ExxonMobil’s disregarding of local interest in its cost of oil production, while not unexpected, exemplifies its unwillingness to be fully accountable in each jurisdiction that it operates in even if it is not `typical’ or jars with its corporate governance principles. It is hoped that it would adopt a more enlightened position and provide detailed information on its estimated cost of production from the Liza-1 well and later on for extraction from the multiple wells in and around Liza-1 which will be attended by various cost mitigating factors.
Every single Guyanese, and most importantly, their government should be acutely interested in the cost of production of a barrel of oil from ExxonMobil as it is, of course, the key determinant of how much money will accrue to the country in 2020 from oil extraction and onwards.
Based on the Production Sharing Agreement (PSA) of 2016 which the government clandestinely concluded with ExxonMobil’s subsidiary, Esso Exploration and Production Guyana Limited (EEPGL), Guyana takes 2% as royalty from the gross oil production. Of the remainder of the oil, ExxonMobil can claim as much as 75% as cost oil or the cost of producing the oil plus recoveries of its varied demands such as the pre-contract costs. The remaining 25% of the oil is to be split evenly between Guyana and EEPGL/ExxonMobil. Guyana’s revenue will then be 2% royalty plus the 12.5% multiplied by what the prevailing price per barrel of oil is at the time.
As has been painstakingly pointed out by a number of commentators such as Christopher Ram and Tarron Khemraj, the quantum of money accruing to Guyana is heavily dependent on ExxonMobil’s cost of production as this will account for a significant portion of the 75% of cost oil. Presumably, the Government of Guyana and EEPGL can negotiate whether cost oil can be lower than 75% in the initial years but given the disastrous performance of those who have negotiated on behalf of this country in oil and gas matters there cannot be much optimism there.
What is unlikely to be negotiated is the cost of producing a barrel of oil that EEPGL will present to the Guyana Government in 2020. This will be transmitted as a given but if it were US$10 above the real cost of production it means that Exxon will be able to take more from the oil revenues than it is entitled to. This is what the Government of Guyana has to guard against as a trustee of the people’s interest and as the guardian of the country’s natural resources. So what will the government do?

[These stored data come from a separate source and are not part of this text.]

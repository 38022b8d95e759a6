//! Request probes
//!
//! A probe observes every request/response cycle passing through the HTTP
//! server. The probe is chosen at construction and monomorphised into the
//! router.

use crate::constants::{HTTP_REQUESTS_METRIC, UNKNOWN_PEER, UNMATCHED_PATH};
use axum::extract::{ConnectInfo, MatchedPath, Request, State};
use axum::middleware::Next;
use axum::response::Response;
use prometheus::{IntCounterVec, Opts, Registry};
use std::future::Future;
use std::net::SocketAddr;
use wasabi_domain::error::Result;
use wasabi_domain::error_ext::ErrorContext;

/// Per-request observer
pub trait Probe: Clone + Send + Sync + 'static {
    /// Observe one request; must forward it to `next`
    fn observe(&self, request: Request, next: Next) -> impl Future<Output = Response> + Send;
}

/// Pass-through probe
#[derive(Debug, Clone, Copy, Default)]
pub struct NopProbe;

impl Probe for NopProbe {
    fn observe(&self, request: Request, next: Next) -> impl Future<Output = Response> + Send {
        next.run(request)
    }
}

/// Counts requests in `app_request_total{ip,method,path,status}`
#[derive(Clone)]
pub struct PrometheusProbe {
    requests: IntCounterVec,
}

impl PrometheusProbe {
    /// Create the counter and register it with `registry`
    pub fn new(registry: &Registry) -> Result<Self> {
        let requests = IntCounterVec::new(
            Opts::new(HTTP_REQUESTS_METRIC, "Total number of application requests"),
            &["ip", "method", "path", "status"],
        )
        .context("Failed to create request counter")?;
        registry
            .register(Box::new(requests.clone()))
            .context("Failed to register request counter")?;
        Ok(Self { requests })
    }

    /// Current count for one label set
    pub fn count(&self, ip: &str, method: &str, path: &str, status: &str) -> u64 {
        self.requests
            .with_label_values(&[ip, method, path, status])
            .get()
    }
}

impl Probe for PrometheusProbe {
    fn observe(&self, request: Request, next: Next) -> impl Future<Output = Response> + Send {
        let requests = self.requests.clone();
        let ip = request
            .extensions()
            .get::<ConnectInfo<SocketAddr>>()
            .map_or_else(|| UNKNOWN_PEER.to_string(), |info| info.0.ip().to_string());
        let method = request.method().to_string();
        let path = request
            .extensions()
            .get::<MatchedPath>()
            .map_or(UNMATCHED_PATH, MatchedPath::as_str)
            .to_string();

        async move {
            let response = next.run(request).await;
            let status = response.status();
            requests
                .with_label_values(&[ip.as_str(), method.as_str(), path.as_str(), status.as_str()])
                .inc();
            response
        }
    }
}

/// Middleware entry point wiring a probe into the router
pub(crate) async fn observe_request<P: Probe>(
    State(probe): State<P>,
    request: Request,
    next: Next,
) -> Response {
    probe.observe(request, next).await
}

Various estimates have been given by government officials of what they estimate revenues to Guyana will be in 2020 and the years beyond. The latest figure has come from Minister of Finance Winston Jordan. He estimated revenue in 2020 at US$300m at 120,000 barrels of oil per day. No information was provided by him on the expected cost of production per barrel of oil.

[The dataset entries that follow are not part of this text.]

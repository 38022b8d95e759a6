//! Provider constants

// ============================================================================
// COMPONENT NAMES
// ============================================================================

/// Lifecycle and health check name of the database adapter
pub const POSTGRES_COMPONENT: &str = "postgres";

/// Lifecycle and health check name of the cache adapter
pub const REDIS_COMPONENT: &str = "redis";

/// Lifecycle name of the application HTTP server
pub const HTTP_COMPONENT: &str = "http";

/// Lifecycle name of the metrics server
pub const METRICS_COMPONENT: &str = "metrics";

// ============================================================================
// METRICS
// ============================================================================

/// Request counter incremented by the prometheus probe
pub const HTTP_REQUESTS_METRIC: &str = "app_request_total";

/// Redis command counter
pub const REDIS_COMMANDS_METRIC: &str = "redis_commands_total";

/// Redis command latency histogram
pub const REDIS_DURATION_METRIC: &str = "redis_command_duration_seconds";

/// Scrape endpoint path on the metrics server
pub const METRICS_PATH: &str = "/metrics";

/// Path label for requests that matched no route
pub const UNMATCHED_PATH: &str = "unmatched";

/// IP label when the peer address is unknown
pub const UNKNOWN_PEER: &str = "unknown";

// ============================================================================
// TRACING
// ============================================================================

/// Span name for database statements
pub const DB_QUERY_SPAN: &str = "db.query";

/// Span name for redis commands
pub const REDIS_COMMAND_SPAN: &str = "redis.command";
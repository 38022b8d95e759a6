//! Port traits implemented by adapters

pub mod health;
pub mod lifecycle;

pub use health::{HealthCheck, HealthChecker, HealthStatus};
pub use lifecycle::{LifecycleManaged, ServiceState, ShutdownCoordinator, StateCell};
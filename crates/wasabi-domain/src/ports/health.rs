//! Health check port
//!
//! Adapters wrapping a connection expose a [`HealthChecker`]; the
//! infrastructure layer aggregates them into a registry.

use serde::{Deserialize, Serialize};
use std::time::Duration;

/// Health status enumeration
#[derive(Debug, Clone, Copy, PartialEq, Eq, Serialize, Deserialize)]
#[serde(rename_all = "lowercase")]
pub enum HealthStatus {
    /// Dependency answered the ping
    Up,
    /// Dependency did not answer
    Down,
}

impl HealthStatus {
    /// Check if the status indicates the dependency is healthy
    pub fn is_healthy(&self) -> bool {
        matches!(self, Self::Up)
    }
}

/// Individual health check result
#[derive(Debug, Clone, Serialize, Deserialize)]
pub struct HealthCheck {
    /// Name of the health check
    pub name: String,
    /// Current status
    pub status: HealthStatus,
    /// Timestamp of the check
    pub timestamp: chrono::DateTime<chrono::Utc>,
    /// Response time in milliseconds
    pub response_time_ms: u64,
    /// Optional error message
    pub error: Option<String>,
    /// Additional details
    pub details: Option<serde_json::Value>,
}

impl HealthCheck {
    /// Create a successful health check
    pub fn healthy<S: Into<String>>(name: S) -> Self {
        Self {
            name: name.into(),
            status: HealthStatus::Up,
            timestamp: chrono::Utc::now(),
            response_time_ms: 0,
            error: None,
            details: None,
        }
    }

    /// Create a failed health check
    pub fn failed<S: Into<String>>(name: S, error: Option<String>) -> Self {
        Self {
            name: name.into(),
            status: HealthStatus::Down,
            timestamp: chrono::Utc::now(),
            response_time_ms: 0,
            error,
            details: None,
        }
    }

    /// Set response time
    pub fn with_response_time(mut self, duration: Duration) -> Self {
        self.response_time_ms = u64::try_from(duration.as_millis()).unwrap_or(u64::MAX);
        self
    }

    /// Set additional details
    pub fn with_details(mut self, details: serde_json::Value) -> Self {
        self.details = Some(details);
        self
    }
}

/// On-demand liveness probe for a dependency connection
///
/// Probes are read-only. Once the wrapped handle is closed the probe
/// reports [`HealthStatus::Down`].
#[async_trait::async_trait]
pub trait HealthChecker: Send + Sync {
    /// Perform a health check
    async fn check_health(&self) -> HealthCheck;
}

Minister Jordan would be expected to present the 2020 budget in around a year’s time. That would be the ultimate deadline for the government to have a clear fix on what EEPGL will be claiming as cost of production. It would also be the point at which the public should be clearly told the assumptions that the government is making about the price per barrel of oil on the international market, whether any long-term oil sales arrangements are being envisaged and whether there would be any hedging to protect the country from the continuing volatility in the oil market.
Guyana should therefore be prepared. Given the infancy of the oil production relationship between the government and ExxonMobil it should be tested for goodwill. As part of its fiduciary responsibility to the people of this country, the government should make a formal request to EEPGL/ExxonMobil for a declaration of its projected cost of production in 2020 and beyond and the components of this computation. This information should then be made public. This is all-important and will be the ultimate driver of everything connected to the oil and gas industry and more particularly how much money will be available for the Natural Resource/Sovereign Wealth Fund.

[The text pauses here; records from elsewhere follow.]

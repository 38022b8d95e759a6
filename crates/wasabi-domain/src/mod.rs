//! # Domain Layer
//!
//! Types shared by every wasabi crate: the error taxonomy, the lifecycle and
//! health ports implemented by adapters, and the per-subsystem configuration
//! value objects.
//!
//! | Module | Description |
//! |--------|-------------|
//! | [`error`] | Error enum and `Result` alias |
//! | [`error_ext`] | `ErrorContext` for converting foreign errors |
//! | [`ports`] | `LifecycleManaged` and `HealthChecker` traits |
//! | [`value_objects`] | Subsystem configuration |
//! | [`constants`] | Application name, version and defaults |

pub mod constants;
pub mod error;
pub mod error_ext;
pub mod ports;
pub mod value_objects;

pub use error::{Error, Result};
pub use error_ext::ErrorContext;
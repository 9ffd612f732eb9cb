//! Bounded Ring Buffer
//!
//! Provides a fixed-capacity FIFO shared between a producer thread and a
//! consumer thread. Writes never block and never grow the storage: whatever
//! does not fit is dropped and the short count is returned to the caller.

mod buffer;
mod error;

pub use buffer::{BufferId, RingBuffer, DEFAULT_CAPACITY};
pub use error::RingBufferError;
//! Frame Publish/Subscribe Bus
//!
//! Delivers every decoded frame into each registered subscriber buffer.

mod bus;

pub use bus::{FrameBuffer, FrameBus};
//! Frame Error Types

use thiserror::Error;

/// Structural problems found while validating or building a frame
#[derive(Debug, Clone, PartialEq, Eq, Error)]
pub enum FrameError {
    /// Data frame did not end with the tail sentinel
    #[error("Frame tail mismatch: expected {expected:02X}, got {actual:02X}")]
    BadTail { expected: u8, actual: u8 },

    /// Ack frame checksum mismatch
    #[error("Checksum mismatch: expected {expected:02X}, got {actual:02X}")]
    ChecksumError { expected: u8, actual: u8 },

    /// Frame or field has the wrong number of bytes
    #[error("Invalid frame length: expected {expected} bytes, got {actual}")]
    InvalidLength { expected: usize, actual: usize },

    /// Lead bytes do not match the frame family
    #[error("Invalid frame header: {0:02X} {1:02X}")]
    InvalidHeader(u8, u8),

    /// Command type byte is not a known command
    #[error("Unknown command type {0:02X}")]
    UnknownCommand(u8),

    /// Payload does not fit the one-byte length field
    #[error("Payload of {0} bytes exceeds the 255-byte frame limit")]
    PayloadTooLong(usize),
}
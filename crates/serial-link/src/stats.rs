//! Link counters

use crate::error::LinkError;
use frame_protocol::Frame;
use serde::Serialize;
use std::sync::atomic::{AtomicU64, Ordering};

/// Live counters shared by the workers
#[derive(Debug, Default)]
pub(crate) struct LinkStats {
    rx_bytes: AtomicU64,
    rx_dropped: AtomicU64,
    tx_bytes: AtomicU64,
    data_frames: AtomicU64,
    ack_frames: AtomicU64,
    framing_errors: AtomicU64,
    io_errors: AtomicU64,
}

impl LinkStats {
    pub(crate) fn add_rx(&self, accepted: usize, dropped: usize) {
        self.rx_bytes.fetch_add(accepted as u64, Ordering::Relaxed);
        if dropped > 0 {
            self.rx_dropped.fetch_add(dropped as u64, Ordering::Relaxed);
        }
    }

    pub(crate) fn add_tx(&self, bytes: usize) {
        self.tx_bytes.fetch_add(bytes as u64, Ordering::Relaxed);
    }

    pub(crate) fn record_frame(&self, frame: &Frame) {
        let counter = match frame {
            Frame::Data(_) => &self.data_frames,
            Frame::Ack(_) => &self.ack_frames,
        };
        counter.fetch_add(1, Ordering::Relaxed);
    }

    pub(crate) fn record_error(&self, error: &LinkError) {
        let counter = if error.is_framing() {
            &self.framing_errors
        } else {
            &self.io_errors
        };
        counter.fetch_add(1, Ordering::Relaxed);
    }

    pub(crate) fn snapshot(&self) -> StatsSnapshot {
        StatsSnapshot {
            rx_bytes: self.rx_bytes.load(Ordering::Relaxed),
            rx_dropped: self.rx_dropped.load(Ordering::Relaxed),
            tx_bytes: self.tx_bytes.load(Ordering::Relaxed),
            data_frames: self.data_frames.load(Ordering::Relaxed),
            ack_frames: self.ack_frames.load(Ordering::Relaxed),
            framing_errors: self.framing_errors.load(Ordering::Relaxed),
            io_errors: self.io_errors.load(Ordering::Relaxed),
        }
    }
}

/// Point-in-time copy of the link counters
#[derive(Debug, Clone, Copy, Default, PartialEq, Eq, Serialize)]
pub struct StatsSnapshot {
    /// Bytes accepted into the inbound buffer
    pub rx_bytes: u64,
    /// Bytes lost because the inbound buffer was full
    pub rx_dropped: u64,
    /// Bytes written to the transport
    pub tx_bytes: u64,
    pub data_frames: u64,
    pub ack_frames: u64,
    pub framing_errors: u64,
    pub io_errors: u64,
}

impl StatsSnapshot {
    pub fn frames_decoded(&self) -> u64 {
        self.data_frames + self.ack_frames
    }

    pub fn errors(&self) -> u64 {
        self.framing_errors + self.io_errors
    }
}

It is difficult to see how ExxonMobil can refuse such a request given the fact that it has locked itself into what will be a decades-old relationship with the country but the government also has to be prepared for this eventuality. Once obtained, the projected cost of production should be widely exposed at academic seminars and workshops for an expert determination of whether the figure is reasonable or whether it should be vigorously contested when it is presented by EEPGL as oil production draws closer in 2020.
That would be a far more productive use of time on the country’s behalf as opposed to the parade of events on oil and gas by the private sector and a number of other organisations which are often just discursive talks without any particular aim in mind except for being noticed on the oil and gas stage. These private sector and civil society organisations should pool their resources for conjoint presentations that constantly try to distil what the public needs to know and what the government needs to tell rather than tripping over each other and rebooting basic positions.
ExxonMobil’s cost per barrel of oil and the testing of that figure should become immediate preoccupations of all of those interested in accountability. The government should be pressed to ensure that cost oil in 2020 is fairly and accurately composed.